Work request: Please copy every line of the records below that holds the word "plus".

[[ Data for this task, beginning ]]

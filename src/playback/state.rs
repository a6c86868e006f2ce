use std::time::Duration;

use chrono::DateTime;
use serde::{Deserialize, Serialize};

use crate::models::SessionSummary;
use crate::query::FilterSet;

/// Playback rate multiplier. The set is fixed; arbitrary rates are not
/// part of the UI contract.
#[derive(Debug, Clone, Copy, Serialize, Deserialize, PartialEq, Eq)]
#[serde(rename_all = "camelCase")]
pub enum Speed {
    Quarter,
    Half,
    Normal,
    Double,
    Quadruple,
}

impl Default for Speed {
    fn default() -> Self {
        Speed::Normal
    }
}

impl Speed {
    pub fn multiplier(&self) -> f64 {
        match self {
            Speed::Quarter => 0.25,
            Speed::Half => 0.5,
            Speed::Normal => 1.0,
            Speed::Double => 2.0,
            Speed::Quadruple => 4.0,
        }
    }
}

/// Point-time bounds of a session, epoch milliseconds.
#[derive(Debug, Clone, Copy, Serialize, Deserialize, PartialEq, Eq)]
#[serde(rename_all = "camelCase")]
pub struct SessionBounds {
    pub min_ms: i64,
    pub max_ms: i64,
}

impl SessionBounds {
    /// Bounds from a timeline summary; `None` when the session has no
    /// points (playback is impossible then).
    pub fn from_summary(summary: &SessionSummary) -> Option<Self> {
        match (summary.first_point_ms, summary.last_point_ms) {
            (Some(min_ms), Some(max_ms)) if summary.point_count > 0 && min_ms <= max_ms => {
                Some(Self { min_ms, max_ms })
            }
            _ => None,
        }
    }

    pub fn clamp(&self, at_ms: i64) -> i64 {
        at_ms.clamp(self.min_ms, self.max_ms)
    }
}

/// Scrub cursor, window width, and play state for one session's series.
///
/// Owned by the consuming view for its lifetime; all the window math here
/// is pure functions of this state plus the session bounds.
#[derive(Debug, Clone, Serialize, Deserialize)]
#[serde(rename_all = "camelCase")]
pub struct PlaybackState {
    pub cursor_ms: i64,
    pub window_ms: i64,
    pub is_playing: bool,
    pub speed: Speed,
}

impl PlaybackState {
    pub fn new(window_ms: i64) -> Self {
        Self {
            cursor_ms: 0,
            window_ms,
            is_playing: false,
            speed: Speed::default(),
        }
    }

    /// Reconciles the cursor with newly-arrived (or changed) bounds. A
    /// cursor that was provisional or now falls outside the session snaps
    /// to the start; losing bounds while playing forces a pause.
    pub fn apply_bounds(&mut self, bounds: Option<&SessionBounds>) {
        match bounds {
            Some(bounds) => {
                if self.cursor_ms < bounds.min_ms || self.cursor_ms > bounds.max_ms {
                    self.cursor_ms = bounds.min_ms;
                }
            }
            None => {
                self.is_playing = false;
            }
        }
    }

    /// Moves the cursor, clamped to bounds when they are known. Without
    /// bounds the position is provisional and re-clamped on arrival.
    pub fn set_cursor(&mut self, at_ms: i64, bounds: Option<&SessionBounds>) {
        self.cursor_ms = match bounds {
            Some(bounds) => bounds.clamp(at_ms),
            None => at_ms,
        };
    }

    /// Toggles play/pause. Rejected (no-op, returns false) while no bounds
    /// are known.
    pub fn toggle_playing(&mut self, bounds: Option<&SessionBounds>) -> bool {
        if bounds.is_none() {
            return false;
        }
        self.is_playing = !self.is_playing;
        true
    }

    /// Advances the cursor by `speed × elapsed` wall-clock time. Running
    /// past the end pins the cursor at `max_ms` and stops playback; there
    /// is no wraparound.
    pub fn advance(&mut self, elapsed: Duration, bounds: &SessionBounds) {
        if !self.is_playing {
            return;
        }
        let delta_ms = (elapsed.as_millis() as f64 * self.speed.multiplier()).round() as i64;
        let next = self.cursor_ms.saturating_add(delta_ms);
        if next >= bounds.max_ms {
            self.cursor_ms = bounds.max_ms;
            self.is_playing = false;
        } else {
            self.cursor_ms = next.max(bounds.min_ms);
        }
    }
}

/// The half-open interval `[cursor, cursor + window)` intersected with the
/// session bounds. `None` when the intersection is empty.
pub fn active_window(state: &PlaybackState, bounds: &SessionBounds) -> Option<(i64, i64)> {
    let start = state.cursor_ms.max(bounds.min_ms);
    let end = state
        .cursor_ms
        .saturating_add(state.window_ms)
        .min(bounds.max_ms);
    (start < end).then_some((start, end))
}

/// Sampling factor for a window so the returned point count stays bounded
/// regardless of the window's absolute span. Base series resolution is one
/// point per second.
pub fn sample_factor_for(window_ms: i64, target_points: u32) -> u32 {
    if window_ms <= 0 || target_points == 0 {
        return 1;
    }
    let window_secs = (window_ms as f64 / 1000.0).ceil();
    let factor = (window_secs / f64::from(target_points)).ceil() as u32;
    factor.max(1)
}

/// Track request filter for one playback window: the window as an explicit
/// time range plus a sample factor that keeps the returned point count
/// bounded by `target_points`. `None` for timestamps no calendar date can
/// represent.
pub fn window_track_filter(
    session_id: &str,
    window: (i64, i64),
    target_points: u32,
) -> Option<FilterSet> {
    let (start, end) = window;
    let from = DateTime::from_timestamp_millis(start)?;
    let to = DateTime::from_timestamp_millis(end)?;
    Some(
        FilterSet::new()
            .session(session_id)
            .from_time(from)
            .to_time(to)
            .sample_factor(sample_factor_for(end - start, target_points)),
    )
}

/// Maps a pointer x-position inside the rendered span
/// `[padding, padding + width]` (representing `[window_start, window_end]`)
/// back to a timestamp, clamped to the session bounds.
pub fn timestamp_at_pixel(
    x: f64,
    padding: f64,
    width: f64,
    window: (i64, i64),
    bounds: &SessionBounds,
) -> i64 {
    let (start, end) = window;
    if width <= 0.0 || end <= start {
        return bounds.clamp(start);
    }
    let fraction = ((x - padding) / width).clamp(0.0, 1.0);
    let at = start as f64 + fraction * (end - start) as f64;
    bounds.clamp(at.round() as i64)
}

#[cfg(test)]
mod tests {
    use super::*;

    fn bounds(min_ms: i64, max_ms: i64) -> SessionBounds {
        SessionBounds { min_ms, max_ms }
    }

    #[test]
    fn cursor_clamps_to_bounds() {
        let b = bounds(1000, 5000);
        let mut state = PlaybackState::new(2000);

        state.set_cursor(9000, Some(&b));
        assert_eq!(state.cursor_ms, 5000);

        state.set_cursor(-10, Some(&b));
        assert_eq!(state.cursor_ms, 1000);
    }

    #[test]
    fn provisional_cursor_snaps_when_bounds_arrive() {
        let mut state = PlaybackState::new(2000);
        state.set_cursor(9000, None);
        assert_eq!(state.cursor_ms, 9000);

        state.apply_bounds(Some(&bounds(1000, 5000)));
        assert_eq!(state.cursor_ms, 1000);
    }

    #[test]
    fn losing_bounds_forces_pause() {
        let b = bounds(0, 10_000);
        let mut state = PlaybackState::new(2000);
        assert!(state.toggle_playing(Some(&b)));
        assert!(state.is_playing);

        state.apply_bounds(None);
        assert!(!state.is_playing);
    }

    #[test]
    fn toggle_without_bounds_is_rejected() {
        let mut state = PlaybackState::new(2000);
        assert!(!state.toggle_playing(None));
        assert!(!state.is_playing);
    }

    #[test]
    fn window_intersects_session_bounds() {
        let mut state = PlaybackState::new(2000);
        state.cursor_ms = 1000;
        assert_eq!(active_window(&state, &bounds(0, 4000)), Some((1000, 3000)));

        // Window overhangs the end.
        state.cursor_ms = 3500;
        assert_eq!(active_window(&state, &bounds(0, 4000)), Some((3500, 4000)));

        // Cursor at the end: empty window.
        state.cursor_ms = 4000;
        assert_eq!(active_window(&state, &bounds(0, 4000)), None);
    }

    #[test]
    fn advance_pins_at_end_and_stops() {
        let b = bounds(0, 10_000);
        let mut state = PlaybackState::new(2000);
        state.toggle_playing(Some(&b));
        state.cursor_ms = 9000;

        state.advance(Duration::from_secs(2), &b);
        assert_eq!(state.cursor_ms, 10_000);
        assert!(!state.is_playing);

        // Advancing while stopped is inert.
        state.advance(Duration::from_secs(1), &b);
        assert_eq!(state.cursor_ms, 10_000);
    }

    #[test]
    fn advance_scales_with_speed() {
        let b = bounds(0, 1_000_000);
        let mut state = PlaybackState::new(2000);
        state.toggle_playing(Some(&b));
        state.speed = Speed::Quadruple;

        state.advance(Duration::from_secs(1), &b);
        assert_eq!(state.cursor_ms, 4000);

        state.speed = Speed::Quarter;
        state.advance(Duration::from_secs(1), &b);
        assert_eq!(state.cursor_ms, 4250);
    }

    #[test]
    fn sample_factor_scales_with_window_width() {
        // 400 s window at 400 target points: native resolution.
        assert_eq!(sample_factor_for(400_000, 400), 1);
        // 800 s window: every other point.
        assert_eq!(sample_factor_for(800_000, 400), 2);
        assert_eq!(sample_factor_for(0, 400), 1);
    }

    #[test]
    fn window_filter_carries_range_and_sample_factor() {
        // 800 s window at 400 target points: every other point.
        let filter = window_track_filter("ses-1", (0, 800_000), 400).unwrap();
        let params = filter.to_query_params();
        assert!(params.contains(&("sessionId".to_string(), "ses-1".to_string())));
        assert!(params.contains(&("from".to_string(), "1970-01-01T00:00:00.000Z".to_string())));
        assert!(params.contains(&("to".to_string(), "1970-01-01T00:13:20.000Z".to_string())));
        assert!(params.contains(&("sampleFactor".to_string(), "2".to_string())));
    }

    #[test]
    fn pixel_mapping_is_proportional_and_clamped() {
        let b = bounds(0, 10_000);
        let window = (2000, 4000);

        // Midpoint of the span.
        assert_eq!(timestamp_at_pixel(60.0, 10.0, 100.0, window, &b), 3000);
        // Left of the span clamps to window start.
        assert_eq!(timestamp_at_pixel(0.0, 10.0, 100.0, window, &b), 2000);
        // Right of the span clamps to window end.
        assert_eq!(timestamp_at_pixel(500.0, 10.0, 100.0, window, &b), 4000);
    }

    #[test]
    fn bounds_from_summary_require_points() {
        use chrono::{TimeZone, Utc};
        let started = Utc.with_ymd_and_hms(2024, 5, 1, 0, 0, 0).unwrap();
        let summary = SessionSummary {
            id: "ses-1".into(),
            device_id: "dev-1".into(),
            started_at: started,
            ended_at: None,
            point_count: 0,
            first_point_ms: None,
            last_point_ms: None,
        };
        assert!(SessionBounds::from_summary(&summary).is_none());

        let summary = SessionSummary {
            point_count: 12,
            first_point_ms: Some(1000),
            last_point_ms: Some(8000),
            ..summary
        };
        assert_eq!(
            SessionBounds::from_summary(&summary),
            Some(SessionBounds {
                min_ms: 1000,
                max_ms: 8000
            })
        );
    }
}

[[ Data for this task, end ]]

Expected answer:
/// is pure functions of this state plus the session bounds.
/// time range plus a sample factor that keeps the returned point count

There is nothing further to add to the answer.